Look below for the line that has "pub const DEFAULT_BASE_DELAY: Duration". Set down the lines from there through the line that has "Delay after the", exactly as written.

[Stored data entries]
##########
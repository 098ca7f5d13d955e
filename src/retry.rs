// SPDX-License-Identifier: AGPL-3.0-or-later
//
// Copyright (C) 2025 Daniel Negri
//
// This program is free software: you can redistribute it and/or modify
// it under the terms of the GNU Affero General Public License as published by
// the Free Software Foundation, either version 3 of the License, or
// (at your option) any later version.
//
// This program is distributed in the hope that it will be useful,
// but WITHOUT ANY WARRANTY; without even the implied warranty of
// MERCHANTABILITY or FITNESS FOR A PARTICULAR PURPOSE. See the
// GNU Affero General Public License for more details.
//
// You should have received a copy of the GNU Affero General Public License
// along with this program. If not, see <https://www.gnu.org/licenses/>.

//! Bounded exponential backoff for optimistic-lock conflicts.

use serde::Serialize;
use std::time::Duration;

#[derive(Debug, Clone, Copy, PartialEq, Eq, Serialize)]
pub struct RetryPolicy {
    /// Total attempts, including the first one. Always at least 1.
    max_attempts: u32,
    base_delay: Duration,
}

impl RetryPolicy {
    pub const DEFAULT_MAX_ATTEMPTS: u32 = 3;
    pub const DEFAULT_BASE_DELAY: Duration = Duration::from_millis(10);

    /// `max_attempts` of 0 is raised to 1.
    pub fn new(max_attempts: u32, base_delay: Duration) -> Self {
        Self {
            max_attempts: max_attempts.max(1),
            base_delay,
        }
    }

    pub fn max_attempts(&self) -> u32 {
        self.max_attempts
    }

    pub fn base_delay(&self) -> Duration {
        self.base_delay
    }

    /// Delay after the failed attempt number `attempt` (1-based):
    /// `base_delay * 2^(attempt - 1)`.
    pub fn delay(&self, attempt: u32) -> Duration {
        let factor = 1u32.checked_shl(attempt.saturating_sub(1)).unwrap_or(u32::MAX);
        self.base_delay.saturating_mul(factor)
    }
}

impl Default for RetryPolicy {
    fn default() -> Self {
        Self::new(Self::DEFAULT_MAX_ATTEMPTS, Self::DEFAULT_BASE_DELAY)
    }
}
##########
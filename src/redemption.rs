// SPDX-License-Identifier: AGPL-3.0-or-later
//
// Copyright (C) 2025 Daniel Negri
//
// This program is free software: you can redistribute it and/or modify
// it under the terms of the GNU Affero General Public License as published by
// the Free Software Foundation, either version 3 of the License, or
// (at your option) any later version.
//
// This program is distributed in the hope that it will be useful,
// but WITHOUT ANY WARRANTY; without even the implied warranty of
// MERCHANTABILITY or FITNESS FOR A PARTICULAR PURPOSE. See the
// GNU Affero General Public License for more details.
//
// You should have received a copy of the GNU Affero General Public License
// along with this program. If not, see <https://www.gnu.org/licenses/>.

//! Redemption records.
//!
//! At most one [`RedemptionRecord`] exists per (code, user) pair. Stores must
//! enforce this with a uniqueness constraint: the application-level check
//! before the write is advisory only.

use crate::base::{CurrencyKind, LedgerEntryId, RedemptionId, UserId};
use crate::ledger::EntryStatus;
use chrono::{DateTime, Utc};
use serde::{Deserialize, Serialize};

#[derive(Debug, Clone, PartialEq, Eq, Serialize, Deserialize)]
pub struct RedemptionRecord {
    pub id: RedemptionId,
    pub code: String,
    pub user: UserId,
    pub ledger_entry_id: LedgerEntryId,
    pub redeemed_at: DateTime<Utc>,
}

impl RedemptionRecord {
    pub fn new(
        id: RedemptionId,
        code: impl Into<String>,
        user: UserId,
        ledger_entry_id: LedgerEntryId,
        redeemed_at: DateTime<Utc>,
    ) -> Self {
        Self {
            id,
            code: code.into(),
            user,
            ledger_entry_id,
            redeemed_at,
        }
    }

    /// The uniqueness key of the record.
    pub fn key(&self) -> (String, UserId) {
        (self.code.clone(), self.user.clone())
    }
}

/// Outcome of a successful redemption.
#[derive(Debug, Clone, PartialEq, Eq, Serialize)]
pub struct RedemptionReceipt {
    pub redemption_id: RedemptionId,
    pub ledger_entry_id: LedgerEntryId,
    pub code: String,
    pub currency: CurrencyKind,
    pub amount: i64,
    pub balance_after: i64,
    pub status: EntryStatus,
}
##########
Answer box
    pub const DEFAULT_BASE_DELAY: Duration = Duration::from_millis(10);

    /// `max_attempts` of 0 is raised to 1.
    pub fn new(max_attempts: u32, base_delay: Duration) -> Self {
        Self {
            max_attempts: max_attempts.max(1),
            base_delay,
        }
    }

    pub fn max_attempts(&self) -> u32 {
        self.max_attempts
    }

    pub fn base_delay(&self) -> Duration {
        self.base_delay
    }

    /// Delay after the failed attempt number `attempt` (1-based):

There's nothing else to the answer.